• What is expected: Starting with the line that contains "JavaScript for sorting" and stopping after the line that contains "let lo = trajectory.iter().copied().fold(anchor, f64::min)", copy the entries below exactly. Include nothing else.

• Raw data:
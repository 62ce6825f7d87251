//! HTML review page generator.
//!
//! Produces a self-contained HTML file with all CSS/JS inlined.

use std::path::Path;

use anyhow::{Context, Result};

use knitbench_core::report::RunReport;
use knitbench_core::results::OutcomeRecord;

/// Escape a string for safe HTML insertion.
fn html_escape(s: &str) -> String {
    s.replace('&', "&amp;")
        .replace('<', "&lt;")
        .replace('>', "&gt;")
        .replace('"', "&quot;")
        .replace('\'', "&#x27;")
}

fn score_class(record: &OutcomeRecord) -> &'static str {
    if record.result.correct {
        "pass"
    } else if record.result.score > 0.0 {
        "partial"
    } else {
        "fail"
    }
}

/// Generate the review page for a finished run.
pub fn generate_html(report: &RunReport) -> String {
    let mut html = String::new();

    html.push_str("<!DOCTYPE html>\n<html lang=\"en\">\n<head>\n");
    html.push_str("<meta charset=\"utf-8\">\n");
    html.push_str("<meta name=\"viewport\" content=\"width=device-width, initial-scale=1\">\n");
    html.push_str(&format!(
        "<title>knitbench review: {}</title>\n",
        html_escape(&report.model)
    ));
    html.push_str("<style>\n");
    html.push_str(CSS);
    html.push_str("</style>\n");
    html.push_str("</head>\n<body>\n");

    // Header
    html.push_str("<header>\n");
    html.push_str("<h1>knitbench review</h1>\n");
    html.push_str(&format!(
        "<p class=\"meta\">Model: <strong>{}</strong> via {} | {} | run {}</p>\n",
        html_escape(&report.model),
        html_escape(&report.provider),
        report.created_at.format("%Y-%m-%d %H:%M:%S UTC"),
        report.id
    ));
    html.push_str(&format!(
        "<p class=\"elo\">Elo <strong>{:.1}</strong></p>\n",
        report.elo_score
    ));
    html.push_str(&format!(
        "<p class=\"meta\">{} of {} graded correct | {} failed inference | {} rejected | {:.1}s</p>\n",
        report.passed(),
        report.records.len(),
        report.failed,
        report.rejected,
        report.duration_ms as f64 / 1000.0
    ));
    html.push_str("</header>\n");

    // Per-kind summary
    html.push_str("<section class=\"dashboard\">\n");
    html.push_str("<h2>Summary</h2>\n");
    html.push_str("<table class=\"summary\">\n");
    html.push_str("<thead><tr><th>Kind</th><th>Attempted</th><th>Passed</th><th>Mean score</th><th>Est. FLOPs</th></tr></thead>\n");
    html.push_str("<tbody>\n");
    for s in &report.summary {
        html.push_str(&format!(
            "<tr><td>{}</td><td>{}</td><td>{}</td><td>{:.1}%</td><td>{:.3e}</td></tr>\n",
            html_escape(s.kind.name()),
            s.attempted,
            s.passed,
            s.mean_score * 100.0,
            s.total_flops,
        ));
    }
    html.push_str("</tbody></table>\n");

    if report.trajectory.len() > 1 {
        html.push_str("<h2>Rating trajectory</h2>\n");
        html.push_str(&generate_trajectory_chart(
            &report.trajectory,
            report.marker_config.anchor_rating,
        ));
    }
    html.push_str("</section>\n");

    // Every outcome, in fold order
    html.push_str("<section class=\"results\">\n");
    html.push_str("<h2>Outcomes</h2>\n");
    html.push_str("<table class=\"results-table\" id=\"results\">\n");
    html.push_str("<thead><tr><th onclick=\"sortTable(0)\">#</th><th onclick=\"sortTable(1)\">Case</th><th onclick=\"sortTable(2)\">Score</th><th onclick=\"sortTable(3)\">Difficulty</th><th>Detail</th></tr></thead>\n");
    html.push_str("<tbody>\n");

    for r in &report.records {
        let class = score_class(r);
        let diagnostic = r.result.diagnostic.as_deref().unwrap_or("");
        html.push_str(&format!(
            "<tr class=\"{class}\"><td>{}</td><td>{}</td><td>{:.2}</td><td>{:.1}</td><td><details><summary>{}</summary>\
             <h4>Question</h4><pre>{}</pre><h4>Expected</h4><pre>{}</pre><h4>Answer</h4><pre>{}</pre></details></td></tr>\n",
            r.seq,
            html_escape(&r.case_id),
            r.result.score,
            r.difficulty,
            if diagnostic.is_empty() {
                "correct".to_string()
            } else {
                html_escape(diagnostic)
            },
            html_escape(&r.question),
            html_escape(&r.expected),
            html_escape(&r.generated_answer),
        ));
    }

    html.push_str("</tbody></table>\n");
    html.push_str("</section>\n");

    // Raw JSON
    html.push_str("<section class=\"raw-data\">\n");
    html.push_str("<details>\n<summary>Raw JSON Data</summary>\n");
    html.push_str("<pre><code>");
    html.push_str(&html_escape(
        &serde_json::to_string_pretty(report).unwrap_or_default(),
    ));
    html.push_str("</code></pre>\n");
    html.push_str("</details>\n</section>\n");

    html.push_str(&format!(
        "<footer class=\"meta\">Rendered {}</footer>\n",
        chrono::Utc::now().format("%Y-%m-%d %H:%M UTC")
    ));

    // JavaScript for sorting
    html.push_str("<script>\n");
    html.push_str(JS);
    html.push_str("</script>\n");

    html.push_str("</body>\n</html>");
    html
}

/// Write the review page to a file.
pub fn write_html_report(report: &RunReport, path: &Path) -> Result<()> {
    let html = generate_html(report);
    if let Some(parent) = path.parent() {
        std::fs::create_dir_all(parent)?;
    }
    std::fs::write(path, html)
        .with_context(|| format!("failed to write review page to {}", path.display()))?;
    Ok(())
}

/// Line chart of the rating after each record, with the anchor as a
/// dashed baseline.
fn generate_trajectory_chart(trajectory: &[f64], anchor: f64) -> String {
    let width = 720.0;
    let height = 220.0;
    let pad = 30.0;

    let lo = trajectory.iter().copied().fold(anchor, f64::min) - 10.0;
    let hi = trajectory.iter().copied().fold(anchor, f64::max) + 10.0;
    let x_step = (width - 2.0 * pad) / (trajectory.len() - 1) as f64;
    let y = |v: f64| height - pad - (v - lo) / (hi - lo) * (height - 2.0 * pad);

    let points: Vec<String> = trajectory
        .iter()
        .enumerate()
        .map(|(i, &v)| format!("{:.1},{:.1}", pad + i as f64 * x_step, y(v)))
        .collect();

    let mut svg = format!(
        "<svg width=\"{width}\" height=\"{height}\" xmlns=\"http://www.w3.org/2000/svg\">\n"
    );
    svg.push_str(&format!(
        "  <line x1=\"{pad}\" y1=\"{0:.1}\" x2=\"{1}\" y2=\"{0:.1}\" stroke=\"#9ca3af\" stroke-dasharray=\"4 4\"/>\n",
        y(anchor),
        width - pad
    ));
    svg.push_str(&format!(
        "  <text x=\"2\" y=\"{:.1}\" font-size=\"11\" fill=\"currentColor\">{anchor:.0}</text>\n",
        y(anchor) - 4.0
    ));
    svg.push_str(&format!(
        "  <polyline points=\"{}\" fill=\"none\" stroke=\"#3b82f6\" stroke-width=\"2\"/>\n",
        points.join(" ")
    ));
    if let Some(last) = trajectory.last() {
        svg.push_str(&format!(
            "  <text x=\"{:.1}\" y=\"{:.1}\" font-size=\"12\" fill=\"currentColor\" text-anchor=\"end\">{last:.1}</text>\n",
            width - pad,
            y(*last) - 6.0
        ));
    }
    svg.push_str("</svg>\n");
    svg
}

const CSS: &str = r#"
:root { --bg: #fff; --fg: #1a1a1a; --border: #e5e7eb; --pass: #dcfce7; --partial: #fef9c3; --fail: #fde2e2; }
@media (prefers-color-scheme: dark) {
  :root { --bg: #111827; --fg: #f9fafb; --border: #374151; --pass: #064e3b; --partial: #713f12; --fail: #7f1d1d; }
}
body { font-family: -apple-system, BlinkMacSystemFont, 'Segoe UI', sans-serif; margin: 0; padding: 2rem; background: var(--bg); color: var(--fg); }
h1, h2 { margin-top: 2rem; }
.meta { color: #6b7280; }
.elo { font-size: 2rem; margin: 0.5rem 0; }
table { border-collapse: collapse; width: 100%; margin: 1rem 0; }
th, td { border: 1px solid var(--border); padding: 0.5rem 1rem; text-align: left; vertical-align: top; }
th { background: var(--border); cursor: pointer; }
.pass { background: var(--pass); }
.partial { background: var(--partial); }
.fail { background: var(--fail); }
pre { overflow-x: auto; padding: 1rem; background: var(--border); border-radius: 8px; white-space: pre-wrap; max-height: 24rem; }
code { font-family: 'JetBrains Mono', 'Fira Code', monospace; font-size: 0.85rem; }
details { margin: 0.25rem 0; }
summary { cursor: pointer; }
svg { margin: 1rem 0; }
"#;

const JS: &str = r#"
function sortTable(col) {
  const table = document.getElementById('results');
  const tbody = table.querySelector('tbody');
  const rows = Array.from(tbody.querySelectorAll('tr'));
  const asc = table.dataset.sortCol == col && table.dataset.sortDir == 'asc' ? false : true;
  rows.sort((a, b) => {
    const va = a.cells[col].textContent;
    const vb = b.cells[col].textContent;
    const na = parseFloat(va), nb = parseFloat(vb);
    const cmp = isNaN(na) || isNaN(nb) ? va.localeCompare(vb) : na - nb;
    return asc ? cmp : -cmp;
  });
  table.dataset.sortCol = col;
  table.dataset.sortDir = asc ? 'asc' : 'desc';
  rows.forEach(r => tbody.appendChild(r));
}
"#;
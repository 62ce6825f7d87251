//! Run report types with JSON persistence and regression detection.

use std::path::Path;

use anyhow::{Context, Result};
use chrono::{DateTime, Utc};
use serde::{Deserialize, Serialize};
use uuid::Uuid;

use crate::marker::{KindSummary, Marker, MarkerConfig};
use crate::model::CaseKind;
use crate::results::OutcomeRecord;

/// A finalized benchmark run.
#[derive(Debug, Clone, Serialize, Deserialize)]
pub struct RunReport {
    /// Unique report identifier.
    pub id: Uuid,
    /// When the report was created.
    pub created_at: DateTime<Utc>,
    pub model: String,
    pub provider: String,
    /// Constants the rating was computed with.
    pub marker_config: MarkerConfig,
    pub elo_score: f64,
    /// Every accepted outcome, in `seq` order.
    pub records: Vec<OutcomeRecord>,
    /// Results the marker refused as malformed.
    pub rejected: u64,
    /// Questions whose inference failed and were left unscored.
    pub failed: usize,
    pub summary: Vec<KindSummary>,
    /// Rating after each record.
    #[serde(default)]
    pub trajectory: Vec<f64>,
    /// Total wall-clock duration in milliseconds.
    pub duration_ms: u64,
}

impl RunReport {
    /// Snapshot a marker into a report.
    pub fn from_marker(
        marker: &Marker,
        model: &str,
        provider: &str,
        failed: usize,
        duration_ms: u64,
    ) -> Self {
        Self {
            id: Uuid::new_v4(),
            created_at: Utc::now(),
            model: model.to_string(),
            provider: provider.to_string(),
            marker_config: marker.config().clone(),
            elo_score: marker.calculate_elo_score(),
            records: marker.records().to_vec(),
            rejected: marker.rejected(),
            failed,
            summary: marker.summary(),
            trajectory: marker.rating_trajectory(),
            duration_ms,
        }
    }

    /// Rebuild the marker this report was computed from, optionally under
    /// different constants.
    pub fn to_marker(&self, config: Option<MarkerConfig>) -> Result<Marker> {
        let config = config.unwrap_or_else(|| self.marker_config.clone());
        Marker::replay(config, self.records.clone()).context("failed to replay report records")
    }

    pub fn passed(&self) -> usize {
        self.summary.iter().map(|s| s.passed).sum()
    }

    /// Save the report as JSON to a file.
    pub fn save_json(&self, path: &Path) -> Result<()> {
        let json = serde_json::to_string_pretty(self).context("failed to serialize report")?;
        if let Some(parent) = path.parent() {
            std::fs::create_dir_all(parent)?;
        }
        std::fs::write(path, json)
            .with_context(|| format!("failed to write report to {}", path.display()))?;
        Ok(())
    }

    /// Load a report from a JSON file.
    pub fn load_json(path: &Path) -> Result<Self> {
        let content = std::fs::read_to_string(path)
            .with_context(|| format!("failed to read report from {}", path.display()))?;
        let report: RunReport =
            serde_json::from_str(&content).context("failed to parse report JSON")?;
        Ok(report)
    }

    /// Compare this report against a baseline.
    ///
    /// Both runs are re-rated under this report's marker constants so the
    /// Elo delta is meaningful. A kind whose mean score moved by more than
    /// `threshold` counts as a regression or improvement.
    pub fn compare(&self, baseline: &RunReport, threshold: f64) -> Result<Comparison> {
        let config = self.marker_config.clone();
        let current = self.to_marker(Some(config.clone()))?;
        let base = baseline.to_marker(Some(config))?;

        let current_summary = current.summary();
        let baseline_summary = base.summary();

        let mut kinds = Vec::new();
        let mut new_kinds = Vec::new();
        for kind in CaseKind::ALL {
            let cur = current_summary.iter().find(|s| s.kind == kind);
            let old = baseline_summary.iter().find(|s| s.kind == kind);
            match (cur, old) {
                (Some(cur), Some(old)) => kinds.push(KindDelta {
                    kind,
                    baseline_score: old.mean_score,
                    current_score: cur.mean_score,
                    delta: cur.mean_score - old.mean_score,
                }),
                (Some(_), None) => new_kinds.push(kind),
                _ => {}
            }
        }
        let removed_kinds = baseline_summary
            .iter()
            .filter(|s| !current_summary.iter().any(|c| c.kind == s.kind))
            .map(|s| s.kind)
            .collect();

        let baseline_elo = base.calculate_elo_score();
        let current_elo = current.calculate_elo_score();

        Ok(Comparison {
            baseline_model: baseline.model.clone(),
            current_model: self.model.clone(),
            baseline_elo,
            current_elo,
            elo_delta: current_elo - baseline_elo,
            threshold,
            kinds,
            new_kinds,
            removed_kinds,
        })
    }
}

/// Per-kind change in mean score.
#[derive(Debug, Clone, Serialize, Deserialize)]
pub struct KindDelta {
    pub kind: CaseKind,
    pub baseline_score: f64,
    pub current_score: f64,
    pub delta: f64,
}

/// Result of comparing two runs.
#[derive(Debug, Clone, Serialize, Deserialize)]
pub struct Comparison {
    pub baseline_model: String,
    pub current_model: String,
    pub baseline_elo: f64,
    pub current_elo: f64,
    pub elo_delta: f64,
    pub threshold: f64,
    /// Kinds present in both runs.
    pub kinds: Vec<KindDelta>,
    /// Kinds only in the current run.
    pub new_kinds: Vec<CaseKind>,
    /// Kinds only in the baseline.
    pub removed_kinds: Vec<CaseKind>,
}

impl Comparison {
    pub fn regressions(&self) -> impl Iterator<Item = &KindDelta> {
        self.kinds.iter().filter(|k| k.delta < -self.threshold)
    }

    pub fn improvements(&self) -> impl Iterator<Item = &KindDelta> {
        self.kinds.iter().filter(|k| k.delta > self.threshold)
    }

    /// Check if there are any regressions.
    pub fn has_regressions(&self) -> bool {
        self.regressions().next().is_some()
    }

    /// Format the comparison as markdown.
    pub fn to_markdown(&self) -> String {
        let mut md = String::new();

        md.push_str(&format!(
            "**Elo:** {:.1} -> {:.1} ({:+.1})\n\n",
            self.baseline_elo, self.current_elo, self.elo_delta
        ));
        md.push_str(&format!(
            "**Summary:** {} regressions, {} improvements, {} unchanged\n\n",
            self.regressions().count(),
            self.improvements().count(),
            self.kinds.len() - self.regressions().count() - self.improvements().count()
        ));

        if !self.kinds.is_empty() {
            md.push_str("| Kind | Baseline | Current | Delta |\n");
            md.push_str("|------|----------|---------|-------|\n");
            for k in &self.kinds {
                let flag = if k.delta < -self.threshold {
                    " (regression)"
                } else if k.delta > self.threshold {
                    " (improvement)"
                } else {
                    ""
                };
                md.push_str(&format!(
                    "| {} | {:.1}% | {:.1}% | {:+.1}%{flag} |\n",
                    k.kind,
                    k.baseline_score * 100.0,
                    k.current_score * 100.0,
                    k.delta * 100.0
                ));
            }
            md.push('\n');
        }

        if !self.new_kinds.is_empty() {
            let names: Vec<&str> = self.new_kinds.iter().map(|k| k.name()).collect();
            md.push_str(&format!("New kinds: {}\n", names.join(", ")));
        }
        if !self.removed_kinds.is_empty() {
            let names: Vec<&str> = self.removed_kinds.iter().map(|k| k.name()).collect();
            md.push_str(&format!("Removed kinds: {}\n", names.join(", ")));
        }

        md
    }
}
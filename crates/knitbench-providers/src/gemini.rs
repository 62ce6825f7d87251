//! Google Gemini API provider implementation.

use std::time::{Duration, Instant};

use anyhow::Context;
use async_trait::async_trait;
use serde::{Deserialize, Serialize};
use tracing::instrument;

use knitbench_core::results::TokenUsage;
use knitbench_core::traits::{GenerateRequest, GenerateResponse, LlmProvider, ModelInfo};

use crate::error::{check_status, from_reqwest, ProviderError};

const DEFAULT_BASE_URL: &str = "https://generativelanguage.googleapis.com";
const DEFAULT_TIMEOUT: Duration = Duration::from_secs(300);

/// Gemini `generateContent` client.
pub struct GeminiProvider {
    api_key: String,
    base_url: String,
    client: reqwest::Client,
}

impl GeminiProvider {
    pub fn new(api_key: &str, base_url: Option<String>) -> anyhow::Result<Self> {
        let client = reqwest::Client::builder()
            .timeout(DEFAULT_TIMEOUT)
            .build()
            .context("failed to build HTTP client")?;

        Ok(Self {
            api_key: api_key.to_string(),
            base_url: base_url
                .unwrap_or_else(|| DEFAULT_BASE_URL.to_string())
                .trim_end_matches('/')
                .to_string(),
            client,
        })
    }

    fn endpoint(&self, model: &str) -> String {
        let model = if model.starts_with("models/") {
            model.to_string()
        } else {
            format!("models/{model}")
        };
        format!("{}/v1beta/{model}:generateContent", self.base_url)
    }
}

#[derive(Serialize)]
#[serde(rename_all = "camelCase")]
struct GeminiRequest {
    contents: Vec<GeminiContent>,
    #[serde(skip_serializing_if = "Option::is_none")]
    system_instruction: Option<GeminiContent>,
    generation_config: GenerationConfig,
}

#[derive(Serialize, Deserialize, Default)]
struct GeminiContent {
    #[serde(default, skip_serializing_if = "Option::is_none")]
    role: Option<String>,
    #[serde(default)]
    parts: Vec<GeminiPart>,
}

#[derive(Serialize, Deserialize)]
struct GeminiPart {
    #[serde(default)]
    text: String,
}

#[derive(Serialize)]
#[serde(rename_all = "camelCase")]
struct GenerationConfig {
    temperature: f64,
    max_output_tokens: u32,
}

#[derive(Deserialize)]
#[serde(rename_all = "camelCase")]
struct GeminiResponse {
    #[serde(default)]
    candidates: Vec<GeminiCandidate>,
    #[serde(default)]
    usage_metadata: GeminiUsage,
    #[serde(default)]
    model_version: Option<String>,
}

#[derive(Deserialize)]
#[serde(rename_all = "camelCase")]
struct GeminiCandidate {
    #[serde(default)]
    content: GeminiContent,
    #[serde(default)]
    finish_reason: Option<String>,
}

#[derive(Deserialize, Default)]
#[serde(rename_all = "camelCase")]
struct GeminiUsage {
    #[serde(default)]
    prompt_token_count: u32,
    #[serde(default)]
    candidates_token_count: u32,
    #[serde(default)]
    total_token_count: u32,
}

#[async_trait]
impl LlmProvider for GeminiProvider {
    fn name(&self) -> &str {
        "gemini"
    }

    #[instrument(skip(self, request), fields(model = %request.model))]
    async fn generate(&self, request: &GenerateRequest) -> anyhow::Result<GenerateResponse> {
        let start = Instant::now();

        let body = GeminiRequest {
            contents: vec![GeminiContent {
                role: Some("user".to_string()),
                parts: vec![GeminiPart {
                    text: request.prompt.clone(),
                }],
            }],
            system_instruction: request.system_prompt.as_ref().map(|s| GeminiContent {
                role: None,
                parts: vec![GeminiPart { text: s.clone() }],
            }),
            generation_config: GenerationConfig {
                temperature: request.temperature,
                max_output_tokens: request.max_tokens,
            },
        };

        let response = self
            .client
            .post(self.endpoint(&request.model))
            .header("x-goog-api-key", &self.api_key)
            .json(&body)
            .send()
            .await
            .map_err(|e| from_reqwest(e, DEFAULT_TIMEOUT))?;
        let response = check_status(response, &request.model).await?;

        let api_response: GeminiResponse =
            response.json().await.map_err(|e| ProviderError::ApiError {
                status: 0,
                message: format!("failed to parse response: {e}"),
            })?;

        let latency_ms = start.elapsed().as_millis() as u64;
        let candidate = api_response.candidates.first();
        let content: String = candidate
            .map(|c| c.content.parts.iter().map(|p| p.text.as_str()).collect())
            .unwrap_or_default();

        if content.trim().is_empty() {
            let reason = candidate
                .and_then(|c| c.finish_reason.clone())
                .unwrap_or_else(|| "no candidates".to_string());
            tracing::warn!(%reason, "gemini returned no text");
            return Err(ProviderError::EmptyCompletion(format!("{} ({reason})", request.model)).into());
        }

        let usage = api_response.usage_metadata;
        Ok(GenerateResponse {
            content,
            model: api_response
                .model_version
                .unwrap_or_else(|| request.model.clone()),
            token_usage: TokenUsage {
                prompt_tokens: usage.prompt_token_count,
                completion_tokens: usage.candidates_token_count,
                total_tokens: usage.total_token_count,
            },
            latency_ms,
        })
    }

    fn available_models(&self) -> Vec<ModelInfo> {
        vec![
            ModelInfo {
                id: "models/gemini-2.0-flash".into(),
                name: "Gemini 2.0 Flash".into(),
                provider: "gemini".into(),
                max_context: 1_048_576,
            },
            ModelInfo {
                id: "models/gemini-2.0-flash-lite".into(),
                name: "Gemini 2.0 Flash-Lite".into(),
                provider: "gemini".into(),
                max_context: 1_048_576,
            },
            ModelInfo {
                id: "models/gemini-1.5-pro".into(),
                name: "Gemini 1.5 Pro".into(),
                provider: "gemini".into(),
                max_context: 2_097_152,
            },
        ]
    }
}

• The completed task:
    // JavaScript for sorting
    html.push_str("<script>\n");
    html.push_str(JS);
    html.push_str("</script>\n");

    html.push_str("</body>\n</html>");
    html
}

/// Write the review page to a file.
pub fn write_html_report(report: &RunReport, path: &Path) -> Result<()> {
    let html = generate_html(report);
    if let Some(parent) = path.parent() {
        std::fs::create_dir_all(parent)?;
    }
    std::fs::write(path, html)
        .with_context(|| format!("failed to write review page to {}", path.display()))?;
    Ok(())
}

/// Line chart of the rating after each record, with the anchor as a
/// dashed baseline.
fn generate_trajectory_chart(trajectory: &[f64], anchor: f64) -> String {
    let width = 720.0;
    let height = 220.0;
    let pad = 30.0;

    let lo = trajectory.iter().copied().fold(anchor, f64::min) - 10.0;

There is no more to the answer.